The records are to be repeated in full. Every line must match.

**Records shown**
=== Section Start ===

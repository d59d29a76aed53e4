//! Shared HTTP helpers used by the service transport and the HTTP clients.

use std::time::Duration;

use url::Url;

use crate::error::{Error, Result};

/// Default timeout for outbound requests to the store, the auth provider and
/// the aggregation endpoint.
pub const DEFAULT_REQUEST_TIMEOUT: Duration = Duration::from_secs(10);

/// Value of `Access-Control-Allow-Origin` on every endpoint response.
pub const CORS_ALLOW_ORIGIN: &str = "*";

/// Value of `Access-Control-Allow-Headers` on every endpoint response.
pub const CORS_ALLOW_HEADERS: &str = "authorization, x-client-info, apikey, content-type";

/// Extract the token from an `Authorization: Bearer <token>` header value.
///
/// Returns `None` when the header is absent, uses another scheme, or the
/// token is empty.
///
/// # Examples
///
/// ```
/// use tasklist::shared::http_utils::bearer_token;
///
/// assert_eq!(bearer_token(Some("Bearer abc.def")), Some("abc.def"));
/// assert_eq!(bearer_token(Some("Bearer ")), None);
/// assert_eq!(bearer_token(Some("Basic dXNlcg==")), None);
/// assert_eq!(bearer_token(None), None);
/// ```
pub fn bearer_token(header: Option<&str>) -> Option<&str> {
    let value = header?.trim();
    let (scheme, token) = value.split_once(' ')?;
    if !scheme.eq_ignore_ascii_case("bearer") {
        return None;
    }
    let token = token.trim();
    (!token.is_empty()).then_some(token)
}

/// Redact the credential in an `Authorization` value, keeping the scheme.
pub fn redact_authorization(value: &str) -> String {
    match value.split_once(' ') {
        Some((scheme, _)) => format!("{scheme} [REDACTED]"),
        None => "[REDACTED]".to_string(),
    }
}

/// Replace the query string of a URL with `[REDACTED]`.
///
/// Store filters carry owner identities, so they stay out of logs.
pub fn redact_url_query(url: &str) -> String {
    match url.find('?') {
        Some(query_start) => format!("{}?[REDACTED]", &url[..query_start]),
        None => url.to_string(),
    }
}

/// Join a relative path onto a base URL, treating the base as a directory
/// whether or not it ends in `/`.
///
/// # Errors
///
/// Returns [`Error::Config`] if the result is not a valid URL.
///
/// # Examples
///
/// ```
/// use tasklist::shared::http_utils::join_endpoint;
/// use url::Url;
///
/// let base = Url::parse("https://db.example.co/project").unwrap();
/// let url = join_endpoint(&base, "/auth/v1/user").unwrap();
/// assert_eq!(url.as_str(), "https://db.example.co/project/auth/v1/user");
/// ```
pub fn join_endpoint(base: &Url, path: &str) -> Result<Url> {
    let joined = format!(
        "{}/{}",
        base.as_str().trim_end_matches('/'),
        path.trim_start_matches('/')
    );
    Url::parse(&joined).map_err(|e| Error::config(format!("invalid endpoint URL {joined}: {e}")))
}
//! The `count-todos` aggregation service.
//!
//! - [`auth`] -- bearer-token verification.
//! - [`aggregation`] -- the transport-independent core, [`CountService`].
//! - [`config`] -- deployment configuration.
//! - [`http`] -- axum transport with CORS headers (requires the `server`
//!   feature).

pub mod aggregation;
pub mod auth;
pub mod config;
#[cfg(feature = "server")]
pub mod http;

pub use aggregation::{CountService, ServiceError};
pub use config::ServiceConfig;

=== Section End ===

**Answer to this task**
repository d59d29a76aed53e4
//! Shared HTTP helpers used by the service transport and the HTTP clients.

use std::time::Duration;

use url::Url;

use crate::error::{Error, Result};

/// Default timeout for outbound requests to the store, the auth provider and
/// the aggregation endpoint.
pub const DEFAULT_REQUEST_TIMEOUT: Duration = Duration::from_secs(10);

/// Value of `Access-Control-Allow-Origin` on every endpoint response.
pub const CORS_ALLOW_ORIGIN: &str = "*";

/// Value of `Access-Control-Allow-Headers` on every endpoint response.
pub const CORS_ALLOW_HEADERS: &str = "authorization, x-client-info, apikey, content-type";

/// Extract the token from an `Authorization: Bearer <token>` header value.
///
/// Returns `None` when the header is absent, uses another scheme, or the
/// token is empty.
///
/// # Examples
///
/// ```
/// use tasklist::shared::http_utils::bearer_token;
///
/// assert_eq!(bearer_token(Some("Bearer abc.def")), Some("abc.def"));
/// assert_eq!(bearer_token(Some("Bearer ")), None);
/// assert_eq!(bearer_token(Some("Basic dXNlcg==")), None);
/// assert_eq!(bearer_token(None), None);
/// ```
pub fn bearer_token(header: Option<&str>) -> Option<&str> {
    let value = header?.trim();
    let (scheme, token) = value.split_once(' ')?;
    if !scheme.eq_ignore_ascii_case("bearer") {
        return None;
    }
    let token = token.trim();
    (!token.is_empty()).then_some(token)
}

/// Redact the credential in an `Authorization` value, keeping the scheme.
pub fn redact_authorization(value: &str) -> String {
    match value.split_once(' ') {
        Some((scheme, _)) => format!("{scheme} [REDACTED]"),
        None => "[REDACTED]".to_string(),
    }
}

/// Replace the query string of a URL with `[REDACTED]`.
///
/// Store filters carry owner identities, so they stay out of logs.
pub fn redact_url_query(url: &str) -> String {
    match url.find('?') {
        Some(query_start) => format!("{}?[REDACTED]", &url[..query_start]),
        None => url.to_string(),
    }
}

/// Join a relative path onto a base URL, treating the base as a directory
/// whether or not it ends in `/`.
///
/// # Errors
///
/// Returns [`Error::Config`] if the result is not a valid URL.
///
/// # Examples
///
/// ```
/// use tasklist::shared::http_utils::join_endpoint;
/// use url::Url;
///
/// let base = Url::parse("https://db.example.co/project").unwrap();
/// let url = join_endpoint(&base, "/auth/v1/user").unwrap();
/// assert_eq!(url.as_str(), "https://db.example.co/project/auth/v1/user");
/// ```
pub fn join_endpoint(base: &Url, path: &str) -> Result<Url> {
    let joined = format!(
        "{}/{}",
        base.as_str().trim_end_matches('/'),
        path.trim_start_matches('/')
    );
    Url::parse(&joined).map_err(|e| Error::config(format!("invalid endpoint URL {joined}: {e}")))
}
//! The `count-todos` aggregation service.
//!
//! - [`auth`] -- bearer-token verification.
//! - [`aggregation`] -- the transport-independent core, [`CountService`].
//! - [`config`] -- deployment configuration.
//! - [`http`] -- axum transport with CORS headers (requires the `server`
//!   feature).

pub mod aggregation;
pub mod auth;
pub mod config;
#[cfg(feature = "server")]
pub mod http;

pub use aggregation::{CountService, ServiceError};
pub use config::ServiceConfig;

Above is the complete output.